WHAT THE EXERCISE ASKS »
Copy out every line from the records that includes "SynthesisWarning".

**********

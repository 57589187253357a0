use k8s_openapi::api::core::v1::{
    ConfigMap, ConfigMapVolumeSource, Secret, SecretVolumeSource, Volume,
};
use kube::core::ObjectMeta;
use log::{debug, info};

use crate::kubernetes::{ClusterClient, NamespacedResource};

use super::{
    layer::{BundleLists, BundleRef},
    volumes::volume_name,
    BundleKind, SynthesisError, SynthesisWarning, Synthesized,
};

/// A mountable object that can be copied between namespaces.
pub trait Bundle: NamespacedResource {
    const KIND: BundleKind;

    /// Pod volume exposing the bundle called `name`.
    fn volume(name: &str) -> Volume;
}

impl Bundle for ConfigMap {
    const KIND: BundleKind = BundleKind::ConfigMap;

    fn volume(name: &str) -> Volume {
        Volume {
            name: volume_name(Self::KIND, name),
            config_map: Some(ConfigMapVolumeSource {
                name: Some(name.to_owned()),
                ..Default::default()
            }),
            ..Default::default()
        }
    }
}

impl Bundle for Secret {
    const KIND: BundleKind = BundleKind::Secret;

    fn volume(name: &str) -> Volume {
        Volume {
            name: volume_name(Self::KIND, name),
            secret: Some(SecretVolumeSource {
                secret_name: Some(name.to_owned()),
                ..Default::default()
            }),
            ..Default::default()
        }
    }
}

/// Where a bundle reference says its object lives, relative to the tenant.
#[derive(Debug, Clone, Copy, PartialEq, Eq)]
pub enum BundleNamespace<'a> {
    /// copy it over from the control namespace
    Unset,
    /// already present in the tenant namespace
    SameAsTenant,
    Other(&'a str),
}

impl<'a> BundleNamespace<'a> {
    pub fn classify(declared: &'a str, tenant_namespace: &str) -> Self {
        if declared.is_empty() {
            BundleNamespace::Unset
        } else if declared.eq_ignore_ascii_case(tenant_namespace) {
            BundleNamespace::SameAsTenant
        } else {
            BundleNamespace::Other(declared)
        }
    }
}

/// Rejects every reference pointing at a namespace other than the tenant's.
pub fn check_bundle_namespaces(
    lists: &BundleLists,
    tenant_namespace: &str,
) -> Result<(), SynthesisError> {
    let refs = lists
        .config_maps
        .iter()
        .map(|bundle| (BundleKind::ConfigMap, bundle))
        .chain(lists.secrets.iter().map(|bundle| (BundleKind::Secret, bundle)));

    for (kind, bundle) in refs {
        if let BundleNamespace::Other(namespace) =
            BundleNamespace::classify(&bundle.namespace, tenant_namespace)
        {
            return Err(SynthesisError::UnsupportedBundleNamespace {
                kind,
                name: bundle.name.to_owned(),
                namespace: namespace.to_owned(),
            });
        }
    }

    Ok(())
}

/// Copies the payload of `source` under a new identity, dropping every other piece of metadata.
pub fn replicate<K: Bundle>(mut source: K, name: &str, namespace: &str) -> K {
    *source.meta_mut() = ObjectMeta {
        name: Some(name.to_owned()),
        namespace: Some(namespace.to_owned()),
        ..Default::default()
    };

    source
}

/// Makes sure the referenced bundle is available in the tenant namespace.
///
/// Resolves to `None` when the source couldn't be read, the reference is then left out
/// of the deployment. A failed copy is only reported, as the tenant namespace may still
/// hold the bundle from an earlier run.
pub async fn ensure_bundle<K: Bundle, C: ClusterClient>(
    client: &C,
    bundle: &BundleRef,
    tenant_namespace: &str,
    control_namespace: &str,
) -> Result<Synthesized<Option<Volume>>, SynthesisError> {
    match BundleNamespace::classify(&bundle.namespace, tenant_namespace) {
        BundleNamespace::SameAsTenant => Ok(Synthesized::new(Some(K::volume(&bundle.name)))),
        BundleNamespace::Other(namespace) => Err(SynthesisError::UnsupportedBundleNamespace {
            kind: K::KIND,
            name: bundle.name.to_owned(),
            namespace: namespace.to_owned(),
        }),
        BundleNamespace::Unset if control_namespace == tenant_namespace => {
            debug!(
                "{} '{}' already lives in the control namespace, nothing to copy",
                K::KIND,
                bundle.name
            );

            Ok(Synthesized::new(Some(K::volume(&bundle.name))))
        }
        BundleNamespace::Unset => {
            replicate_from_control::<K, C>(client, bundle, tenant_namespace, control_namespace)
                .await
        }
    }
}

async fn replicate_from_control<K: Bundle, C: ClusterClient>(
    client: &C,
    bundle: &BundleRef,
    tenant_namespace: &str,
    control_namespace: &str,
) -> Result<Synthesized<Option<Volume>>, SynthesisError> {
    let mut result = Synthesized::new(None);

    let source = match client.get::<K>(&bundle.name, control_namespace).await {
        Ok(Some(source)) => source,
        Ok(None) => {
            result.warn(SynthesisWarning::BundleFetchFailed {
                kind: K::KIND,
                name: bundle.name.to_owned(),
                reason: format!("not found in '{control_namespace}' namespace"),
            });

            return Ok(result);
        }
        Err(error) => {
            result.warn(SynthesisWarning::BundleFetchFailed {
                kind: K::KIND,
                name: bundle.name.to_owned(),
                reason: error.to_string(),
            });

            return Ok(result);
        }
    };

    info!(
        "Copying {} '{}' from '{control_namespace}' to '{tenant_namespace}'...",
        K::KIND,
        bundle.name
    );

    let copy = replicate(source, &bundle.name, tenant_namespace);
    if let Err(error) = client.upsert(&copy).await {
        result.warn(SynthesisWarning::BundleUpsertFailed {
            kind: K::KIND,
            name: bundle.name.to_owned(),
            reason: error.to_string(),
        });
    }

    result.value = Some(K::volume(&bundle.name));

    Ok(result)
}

**********

WRITTEN SOLUTION »
    BundleKind, SynthesisError, SynthesisWarning, Synthesized,
            result.warn(SynthesisWarning::BundleFetchFailed {
            result.warn(SynthesisWarning::BundleFetchFailed {
        result.warn(SynthesisWarning::BundleUpsertFailed {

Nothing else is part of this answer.